### COLLECTED MATERIAL

= Beginning of Section =

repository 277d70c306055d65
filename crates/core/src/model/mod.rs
pub mod log;
pub mod response;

= End of Section =

### ACTION ITEM
Start at the first line of the material and write everything out exactly.

### SOLUTION FOR THIS EXERCISE
repository 277d70c306055d65
filename crates/core/src/model/mod.rs
pub mod log;
pub mod response;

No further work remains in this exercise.